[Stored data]
//! Precision adjustment: per-state abstraction tuning.

use crate::traits::Analysis;

/// What the exploration should do with an adjusted state.
#[derive(Debug, Clone, Copy, PartialEq, Eq)]
pub enum AdjustAction {
    /// Keep exploring from the adjusted state.
    Continue,
    /// Drop the state from further exploration without error.
    Break,
}

/// Result of one precision adjustment.
#[derive(Debug, Clone)]
pub struct Adjustment<S, P> {
    /// The (possibly re-represented) state to use from here on. If it
    /// differs from the input, the caller substitutes it throughout the
    /// exploration graph.
    pub state: S,
    /// The precision to continue with.
    pub precision: P,
    /// Whether to keep exploring this state.
    pub action: AdjustAction,
}

impl<S, P> Adjustment<S, P> {
    /// An adjustment that keeps everything as it was.
    pub fn unchanged(state: S, precision: P) -> Self {
        Self {
            state,
            precision,
            action: AdjustAction::Continue,
        }
    }
}

/// Strengthen or relax the abstraction for one state before it is
/// committed to the reached set.
///
/// Implementations must be idempotent: adjusting an already-adjusted
/// state returns it unchanged. The replacement state must be
/// semantically equal to the input (a re-representation, not a
/// widening).
pub trait PrecisionAdjustment: Analysis {
    /// Adjust `state` under `precision`, given the `(state, precision)`
    /// pairs already reached at the same program location.
    fn adjust(
        &self,
        state: &Self::State,
        precision: &Self::Precision,
        siblings: &[(&Self::State, &Self::Precision)],
    ) -> Adjustment<Self::State, Self::Precision> {
        let _ = siblings;
        Adjustment::unchanged(state.clone(), precision.clone())
    }
}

Problem to work on:
Word for word, repeat the data from its first line through the line with "pub struct Adjustment<S, P>", including both of those lines and no others.

Response area:
//! Precision adjustment: per-state abstraction tuning.

use crate::traits::Analysis;

/// What the exploration should do with an adjusted state.
#[derive(Debug, Clone, Copy, PartialEq, Eq)]
pub enum AdjustAction {
    /// Keep exploring from the adjusted state.
    Continue,
    /// Drop the state from further exploration without error.
    Break,
}

/// Result of one precision adjustment.
#[derive(Debug, Clone)]
pub struct Adjustment<S, P> {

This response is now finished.